Red alert, red alert!: A new household robot guardian won’t do the laundry or fix dinner. But the vacuum-cleaner-sized gizmo will instantly notify its master of burglars, fires and gas leaks.

The three-wheeled, cat-eyed machine will provide peace of mind at only a fraction the cost of its Japanese-made rival, according to its maker, the Seoul-based startup MOSTiTECH.

Packed with a small camera, motion detectors and heat and gas sensors, MOSTiTECH’s robot wheels around the house, takes snapshots of anything that moves and keeps an eye out for fire and gas leaks.

If anything is amiss, it fires off snapshots or text warnings to the owner’s mobile phone.

The robot can also be remotely controlled via cell phone and the Internet, and it automatically recharges itself when its battery runs low, MOSTiTECH president Park Sang-hoon said.

South Korea’s biggest mobile carrier, SK Telecom, plans to put the robots on the market by July for about $850. By contrast, Japan’s four-legged Banryu costs about $17,800.

Hitachi supersizes storage: Digital media hogs can celebrate.

A new, whopping 400-gigabyte hard drive from Hitachi Global Storage Technologies can store up to 400 hours of standard television programming, 45 hours of high-definition programming or more than 6,500 hours of digital music.

Previously, the largest such drive available was a 300-gigabyte product from Maxtor Corp., said Dave Reinsel, industry analyst at IDC.

San Jose-based Hitachi said it designed the monster drive, the Deskstar 7K400, for audio/video products such as digital video recorders.

Push is on for “.mobile” domain: Microsoft Corp., Nokia and other leading high-tech companies want a new Internet domain name that’s tailored for mobile services.

A name such as “.mobile” would let mobile Web users easily identify sites built for their smaller screens and that would encourage new wireless applications and services, proponents say.

Next Tuesday is the deadline set by the Internet Corporation for Assigned Names and Numbers for proposals to augment “.com,” “.fr” and more than 250 other existing domain names.
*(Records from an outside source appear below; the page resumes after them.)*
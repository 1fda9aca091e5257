//! In-memory gallery of reference faces.
//!
//! Loaded from a directory with one subdirectory per person:
//!
//! ```text
//! database/
//!   alice/
//!     name.txt      (optional display name)
//!     photo1.jpg
//!     photo2.png
//!   bob/
//!     ...
//! ```
//!
//! Every photo with exactly one detectable face contributes one entry.

use crate::gateway::{Capturer, GatewayError, Recognizer};
use crate::thumbnail::{make_thumbnail, Labeler};
use crate::types::{DatabaseElement, Template};
use image::RgbImage;
use std::path::{Path, PathBuf};
use thiserror::Error;

const NAME_FILE: &str = "name.txt";

#[derive(Error, Debug)]
pub enum GalleryError {
    #[error("database directory not found: {}", .0.display())]
    NotFound(PathBuf),
    #[error("cannot read {}: {source}", path.display())]
    Io {
        path: PathBuf,
        #[source]
        source: std::io::Error,
    },
    #[error("gateway: {0}")]
    Gateway(#[from] GatewayError),
}

/// Why a photo did not make it into the gallery.
#[derive(Debug, Clone, PartialEq)]
pub enum SkipReason {
    Unreadable(String),
    FaceCount(usize),
}

#[derive(Debug, Clone)]
pub struct SkippedPhoto {
    pub path: PathBuf,
    pub reason: SkipReason,
}

/// Gallery entries with their display thumbnails and names, index-aligned.
#[derive(Default)]
pub struct Gallery {
    entries: Vec<DatabaseElement>,
    thumbnails: Vec<RgbImage>,
    names: Vec<String>,
}

impl Gallery {
    pub fn new() -> Self {
        Self::default()
    }

    /// Append one entry. Its element id is its index.
    pub fn push(
        &mut self,
        person_id: u64,
        template: Template,
        distance_threshold: f32,
        thumbnail: RgbImage,
        name: String,
    ) -> u64 {
        let element_id = self.entries.len() as u64;
        self.entries.push(DatabaseElement {
            element_id,
            person_id,
            template,
            distance_threshold,
        });
        self.thumbnails.push(thumbnail);
        self.names.push(name);
        element_id
    }

    pub fn entries(&self) -> &[DatabaseElement] {
        &self.entries
    }

    pub fn thumbnails(&self) -> &[RgbImage] {
        &self.thumbnails
    }

    pub fn names(&self) -> &[String] {
        &self.names
    }

    pub fn thumbnail(&self, index: usize) -> Option<&RgbImage> {
        self.thumbnails.get(index)
    }

    pub fn name(&self, index: usize) -> Option<&str> {
        self.names.get(index).map(String::as_str)
    }

    pub fn len(&self) -> usize {
        self.entries.len()
    }

    pub fn is_empty(&self) -> bool {
        self.entries.is_empty()
    }

    /// Next unused person id.
    fn next_person_id(&self) -> u64 {
        self.entries.iter().map(|e| e.person_id + 1).max().unwrap_or(0)
    }

    /// Build a gallery from a database directory.
    ///
    /// Unreadable photos and photos without exactly one face are skipped with a
    /// warning and reported in the returned list. Only a missing root
    /// directory, filesystem errors and gateway failures are errors.
    pub fn load(
        root: &Path,
        capturer: &mut dyn Capturer,
        recognizer: &mut dyn Recognizer,
        distance_threshold: f32,
        thumbnail_size: u32,
        labeler: Option<&Labeler>,
    ) -> Result<(Self, Vec<SkippedPhoto>), GalleryError> {
        if !root.is_dir() {
            return Err(GalleryError::NotFound(root.to_path_buf()));
        }

        let mut gallery = Gallery::new();
        let mut skipped = Vec::new();

        let person_dirs = sorted_entries(root)?
            .into_iter()
            .filter(|p| p.is_dir())
            .collect::<Vec<_>>();

        for (person_id, person_dir) in person_dirs.iter().enumerate() {
            let files = sorted_entries(person_dir)?
                .into_iter()
                .filter(|p| p.is_file())
                .collect::<Vec<_>>();

            let name = read_name(person_dir);

            for path in files
                .iter()
                .filter(|p| p.file_name().and_then(|n| n.to_str()) != Some(NAME_FILE))
            {
                tracing::info!(path = %path.display(), name = %name, person_id, "processing");

                let image = match image::open(path) {
                    Ok(img) => img.to_rgb8(),
                    Err(e) => {
                        tracing::warn!(path = %path.display(), error = %e, "can't read image, skipped");
                        skipped.push(SkippedPhoto {
                            path: path.clone(),
                            reason: SkipReason::Unreadable(e.to_string()),
                        });
                        continue;
                    }
                };

                let mut samples = capturer.capture(&image)?;
                if samples.len() != 1 {
                    tracing::warn!(
                        path = %path.display(),
                        faces = samples.len(),
                        "expected exactly one face, image ignored"
                    );
                    skipped.push(SkippedPhoto {
                        path: path.clone(),
                        reason: SkipReason::FaceCount(samples.len()),
                    });
                    continue;
                }

                let sample = samples.remove(0);
                let template = recognizer.process(&sample)?;
                let thumbnail = make_thumbnail(&sample.crop, thumbnail_size, Some(&name), labeler);
                gallery.push(person_id as u64, template, distance_threshold, thumbnail, name.clone());
            }
        }

        assert_eq!(gallery.entries.len(), gallery.thumbnails.len());
        assert_eq!(gallery.entries.len(), gallery.names.len());

        tracing::info!(
            entries = gallery.len(),
            persons = person_dirs.len(),
            skipped = skipped.len(),
            "gallery loaded"
        );

        Ok((gallery, skipped))
    }

    /// Add persisted templates. Each label becomes its own person with a blank thumbnail.
    pub fn extend_from_templates(
        &mut self,
        templates: Vec<(String, Template)>,
        distance_threshold: f32,
        thumbnail_size: u32,
        labeler: Option<&Labeler>,
    ) {
        for (label, template) in templates {
            let person_id = self.next_person_id();
            let blank = RgbImage::new(thumbnail_size, thumbnail_size);
            let thumbnail = make_thumbnail(&blank, thumbnail_size, Some(&label), labeler);
            self.push(person_id, template, distance_threshold, thumbnail, label);
        }
    }
}

fn sorted_entries(dir: &Path) -> Result<Vec<PathBuf>, GalleryError> {
    let read = std::fs::read_dir(dir).map_err(|source| GalleryError::Io {
        path: dir.to_path_buf(),
        source,
    })?;
    let mut paths = read
        .map(|entry| entry.map(|e| e.path()))
        .collect::<Result<Vec<_>, _>>()
        .map_err(|source| GalleryError::Io {
            path: dir.to_path_buf(),
            source,
        })?;
    paths.sort();
    Ok(paths)
}

fn read_name(person_dir: &Path) -> String {
    std::fs::read_to_string(person_dir.join(NAME_FILE))
        .map(|s| s.trim().to_string())
        .unwrap_or_default()
}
Applications cost $45,000 and are limited to suffixes set aside for specific industries or interest groups. Citing confidentiality, ICANN spokesman Kieran Baker could not comment on the number and types of applications received until after the deadline.

Study finds anti-spam tools can be unforgiving: As spam-fighting tools become increasingly aggressive, e-mail recipients risk losing newsletters and promotions they’ve requested.
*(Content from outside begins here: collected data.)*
#[cfg(test)]
mod tests {
    use super::*;
    use facewatch_core::{BoundingBox, Sample, Template};
    use image::Rgb;
    use tokio::sync::mpsc;

    /// One face per non-black frame, confidence from the red channel.
    struct BrightCapturer;

    impl Capturer for BrightCapturer {
        fn capture(&mut self, image: &RgbImage) -> Result<Vec<Sample>, GatewayError> {
            let [r, g, _] = image.get_pixel(0, 0).0;
            if r == 0 && g == 0 {
                return Ok(vec![]);
            }
            if g == 255 {
                return Err(GatewayError::Backend("detector exploded".into()));
            }
            Ok(vec![Sample {
                track_id: 0,
                frame_id: 0,
                face: BoundingBox {
                    x: 10.0, y: 10.0, width: 80.0, height: 80.0,
                    confidence: r as f32 / 255.0, landmarks: None,
                },
                crop: Arc::new(image.clone()),
                crop_origin: (10, 10),
            }])
        }
    }

    struct ConstRecognizer;

    impl Recognizer for ConstRecognizer {
        fn process(&mut self, _sample: &Sample) -> Result<Template, GatewayError> {
            Ok(Template { values: vec![1.0, 0.0], method: Some("const".into()) })
        }

        fn method_name(&self) -> &str {
            "const"
        }
    }

    fn engine() -> StreamEngine {
        StreamEngine { capturer: Box::new(BrightCapturer), recognizer: Box::new(ConstRecognizer) }
    }

    fn worker(streams: usize) -> TrackingVideoWorker {
        let params = VideoWorkerParams { streams_count: streams, ..Default::default() };
        let tracker = TrackerParams { lost_after_frames: 0, queue_capacity: 8, ..Default::default() };
        TrackingVideoWorker::start(&params, tracker, (0..streams).map(|_| engine()).collect()).unwrap()
    }

    fn frame(r: u8, g: u8) -> RgbImage {
        RgbImage::from_pixel(100, 100, Rgb([r, g, 0]))
    }

    fn recv(rx: &mut mpsc::UnboundedReceiver<WorkerEvent>) -> WorkerEvent {
        for _ in 0..200 {
            if let Ok(ev) = rx.try_recv() {
                return ev;
            }
            std::thread::sleep(Duration::from_millis(10));
        }
        panic!("no event within 2s");
    }

    #[test]
    fn test_frame_ids_increase_and_stream_is_checked() {
        let w = worker(2);
        let a = w.add_video_frame(&frame(0, 0), 0, 0).unwrap();
        let b = w.add_video_frame(&frame(0, 0), 1, 0).unwrap();
        let c = w.add_video_frame(&frame(0, 0), 0, 0).unwrap();
        assert!(a < b && b < c);
        assert!(matches!(
            w.add_video_frame(&frame(0, 0), 2, 0),
            Err(GatewayError::StreamOutOfRange { stream_id: 2, streams_count: 2 })
        ));
    }

    #[test]
    fn test_tracking_match_and_lost_events_in_order() {
        let w = worker(1);
        w.set_database(
            vec![DatabaseElement {
                element_id: 0,
                person_id: 0,
                template: Template { values: vec![1.0, 0.0], method: None },
                distance_threshold: 0.3,
            }],
            SearchAcceleration::None,
        )
        .unwrap();
        let (tx, mut rx) = mpsc::unbounded_channel();
        w.add_listener(0, tx).unwrap();

        let id = w.add_video_frame(&frame(250, 0), 0, 0).unwrap();
        match recv(&mut rx) {
            WorkerEvent::Tracking(t) => {
                assert_eq!(t.frame_id, id);
                assert_eq!(t.samples.len(), 1);
                assert!(!t.samples[0].weak);
            }
            other => panic!("expected tracking, got {other:?}"),
        }
        match recv(&mut rx) {
            WorkerEvent::MatchFound(m) => assert_eq!(m.search_results[0].element_id, Some(0)),
            other => panic!("expected match, got {other:?}"),
        }

        w.add_video_frame(&frame(0, 0), 0, 0).unwrap();
        assert!(matches!(recv(&mut rx), WorkerEvent::Tracking(t) if t.samples.is_empty()));
        match recv(&mut rx) {
            WorkerEvent::TrackingLost(l) => assert!(l.best_quality_sample.is_some()),
            other => panic!("expected lost, got {other:?}"),
        }
    }

    #[test]
    fn test_reset_reports_live_tracks_lost() {
        let w = worker(1);
        let (tx, mut rx) = mpsc::unbounded_channel();
        w.add_listener(0, tx).unwrap();
        w.add_video_frame(&frame(100, 0), 0, 0).unwrap();
        assert!(matches!(recv(&mut rx), WorkerEvent::Tracking(_)));
        w.reset_tracker_on_stream(0).unwrap();
        assert!(matches!(recv(&mut rx), WorkerEvent::TrackingLost(_)));
    }

    #[test]
    fn test_frames_queued_before_reset_and_disable_are_processed() {
        let w = worker(1);
        let (tx, mut rx) = mpsc::unbounded_channel();
        w.add_listener(0, tx).unwrap();

        let ids: Vec<_> = (0..3).map(|_| w.add_video_frame(&frame(100, 0), 0, 0).unwrap()).collect();
        w.reset_tracker_on_stream(0).unwrap();
        w.disable_processing_on_stream(0).unwrap();

        let mut next = || loop {
            match recv(&mut rx) {
                WorkerEvent::MatchFound(_) => continue,
                event => return event,
            }
        };
        for id in ids {
            match next() {
                WorkerEvent::Tracking(t) => assert_eq!(t.frame_id, id),
                other => panic!("expected tracking for frame {id}, got {other:?}"),
            }
        }
        assert!(matches!(next(), WorkerEvent::TrackingLost(_)));

        // Disabled: new frames are not processed.
        w.add_video_frame(&frame(100, 0), 0, 0).unwrap();
        std::thread::sleep(POLL_INTERVAL * 3);
        assert!(rx.try_recv().is_err());
    }

    #[test]
    fn test_backend_error_surfaces_on_check_exceptions() {
        let w = worker(1);
        w.add_video_frame(&frame(10, 255), 0, 0).unwrap();
        let mut err = None;
        for _ in 0..200 {
            if let Err(e) = w.check_exceptions() {
                err = Some(e);
                break;
            }
            std::thread::sleep(Duration::from_millis(10));
        }
        assert!(matches!(err, Some(GatewayError::Backend(_))));
    }

    #[test]
    fn test_remove_listener_closes_channel() {
        let w = worker(1);
        let (tx, mut rx) = mpsc::unbounded_channel();
        let id = w.add_listener(0, tx).unwrap();
        w.remove_listener(id).unwrap();
        assert!(rx.blocking_recv().is_none());
        assert!(matches!(w.remove_listener(id), Err(GatewayError::UnknownListener(_))));
    }

    #[test]
    fn test_engine_count_must_match_streams() {
        let params = VideoWorkerParams { streams_count: 2, ..Default::default() };
        assert!(TrackingVideoWorker::start(&params, TrackerParams::default(), vec![engine()]).is_err());
    }
}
A new study attempts to quantify missed bulk mailings. Return Path, a company that monitors e-mail performance for online marketers, found that nearly 19 percent of e-mail sent by its customers never reached the inboxes of intended recipients.
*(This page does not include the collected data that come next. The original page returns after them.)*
//! Face alignment via a 4-DOF similarity transform.
//!
//! Warps a face to the canonical 112x112 ArcFace position given its five
//! landmarks.

use image::{Rgb, RgbImage};
use imageproc::geometric_transformations::{warp_into, Interpolation, Projection};

/// ArcFace reference landmarks for a 112x112 output.
pub const REFERENCE_LANDMARKS_112: [(f32, f32); 5] = [
    (38.2946, 51.6963), // left eye
    (73.5318, 51.5014), // right eye
    (56.0252, 71.7366), // nose
    (41.5493, 92.3655), // left mouth
    (70.7299, 92.2041), // right mouth
];

pub const ALIGNED_SIZE: u32 = 112;

/// Least-squares similarity transform mapping `src` onto `dst`.
///
/// Returns the row-major 3x3 matrix
/// ```text
/// | a  -b  tx |
/// | b   a  ty |
/// | 0   0   1 |
/// ```
pub fn similarity_transform(src: &[(f32, f32); 5], dst: &[(f32, f32); 5]) -> [f32; 9] {
    let n = src.len() as f32;
    let mean = |pts: &[(f32, f32); 5]| {
        let (sx, sy) = pts.iter().fold((0.0, 0.0), |(ax, ay), &(x, y)| (ax + x, ay + y));
        (sx / n, sy / n)
    };
    let (smx, smy) = mean(src);
    let (dmx, dmy) = mean(dst);

    let mut dot = 0.0f32;
    let mut cross = 0.0f32;
    let mut norm = 0.0f32;
    for (&(sx, sy), &(dx, dy)) in src.iter().zip(dst.iter()) {
        let (sx, sy) = (sx - smx, sy - smy);
        let (dx, dy) = (dx - dmx, dy - dmy);
        dot += sx * dx + sy * dy;
        cross += sx * dy - sy * dx;
        norm += sx * sx + sy * sy;
    }

    let (a, b) = if norm > f32::EPSILON {
        (dot / norm, cross / norm)
    } else {
        (1.0, 0.0)
    };
    let tx = dmx - (a * smx - b * smy);
    let ty = dmy - (b * smx + a * smy);

    [a, -b, tx, b, a, ty, 0.0, 0.0, 1.0]
}

/// Warp `image` so that `landmarks` land on the reference positions.
///
/// Pixels outside the source are black. Coincident landmarks fall back to a
/// pure translation.
pub fn align_face(image: &RgbImage, landmarks: &[(f32, f32); 5]) -> RgbImage {
    let mut out = RgbImage::new(ALIGNED_SIZE, ALIGNED_SIZE);
    let matrix = similarity_transform(landmarks, &REFERENCE_LANDMARKS_112);
    match Projection::from_matrix(matrix) {
        Some(projection) => {
            warp_into(image, &projection, Interpolation::Bilinear, Rgb([0, 0, 0]), &mut out);
        }
        None => tracing::debug!("degenerate landmarks, alignment skipped"),
    }
    out
}

#[cfg(test)]
mod tests {
    use super::*;

    fn apply(m: &[f32; 9], (x, y): (f32, f32)) -> (f32, f32) {
        (m[0] * x + m[1] * y + m[2], m[3] * x + m[4] * y + m[5])
    }

    #[test]
    fn test_identity_transform() {
        let m = similarity_transform(&REFERENCE_LANDMARKS_112, &REFERENCE_LANDMARKS_112);
        assert!((m[0] - 1.0).abs() < 1e-4, "a = {}", m[0]);
        assert!(m[3].abs() < 1e-4, "b = {}", m[3]);
        assert!(m[2].abs() < 1e-3 && m[5].abs() < 1e-3);
    }

    #[test]
    fn test_scaled_and_shifted_transform() {
        let src = REFERENCE_LANDMARKS_112.map(|(x, y)| (x * 2.0 + 30.0, y * 2.0 + 10.0));
        let m = similarity_transform(&src, &REFERENCE_LANDMARKS_112);
        assert!((m[0] - 0.5).abs() < 1e-3, "a = {}", m[0]);
        for (s, d) in src.iter().zip(REFERENCE_LANDMARKS_112.iter()) {
            let (x, y) = apply(&m, *s);
            assert!((x - d.0).abs() < 1e-2 && (y - d.1).abs() < 1e-2);
        }
    }

    #[test]
    fn test_rotation_is_recovered() {
        // Rotate the reference by 90 degrees: (x, y) -> (-y, x).
        let src = REFERENCE_LANDMARKS_112.map(|(x, y)| (200.0 - y, x));
        let m = similarity_transform(&src, &REFERENCE_LANDMARKS_112);
        assert!(m[0].abs() < 1e-3, "a = {}", m[0]);
        assert!((m[3].abs() - 1.0).abs() < 1e-3, "b = {}", m[3]);
    }

    #[test]
    fn test_bright_patch_lands_on_reference_eye() {
        let mut img = RgbImage::new(200, 200);
        let src: [(f32, f32); 5] = [
            (80.0, 60.0),
            (120.0, 60.0),
            (100.0, 85.0),
            (85.0, 110.0),
            (115.0, 110.0),
        ];
        for y in 58..63 {
            for x in 78..83 {
                img.put_pixel(x, y, Rgb([255, 255, 255]));
            }
        }

        let aligned = align_face(&img, &src);
        assert_eq!(aligned.dimensions(), (ALIGNED_SIZE, ALIGNED_SIZE));

        let (rx, ry) = REFERENCE_LANDMARKS_112[0];
        let (rx, ry) = (rx.round() as u32, ry.round() as u32);
        let brightest = (ry - 1..=ry + 1)
            .flat_map(|y| (rx - 1..=rx + 1).map(move |x| (x, y)))
            .map(|(x, y)| aligned.get_pixel(x, y).0[0])
            .max()
            .unwrap();
        assert!(brightest > 100, "max={brightest}");
    }

    #[test]
    fn test_coincident_landmarks_still_warp() {
        let img = RgbImage::from_pixel(50, 50, Rgb([200, 200, 200]));
        let aligned = align_face(&img, &[(10.0, 10.0); 5]);
        assert_eq!(aligned.dimensions(), (ALIGNED_SIZE, ALIGNED_SIZE));
    }
}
The figure, for the last half of 2003, is up 3.7 percentage points from the same period in 2002.

In some cases, the messages weren’t delivered at all; in other cases, messages wound up in spam folders that are rarely checked. Though technical glitches can also cause mail to disappear, Return Path blames most of the deletions on spam filters.

Major e-mail service providers, aware that filters can falsely tag messages as spam, have been working on better tools to verify senders of e-mail, so that legitimate mailings can get through.

Think green when buying a computer, study advises: Thinking of buying a new computer? Think again, a U.N. study warns.

The study from the Tokyo-based U.N. University urges people to be more aware of environmental issues when buying, using and disposing their computers.

Manufacturing one desktop computer takes more than 530 pounds of fossil fuels, or about 10 times its weight, the study says. By contrast, the amount of fossil fuels needed to make cars and refrigerators is roughly equal to their weights.

The study also found that making a desktop requires 48 pounds of chemicals and 3,300 pounds of water.

Rather than being resold, refurbished or recycled, the study says, older models are most often stored in warehouses or homes and eventually end up in landfills.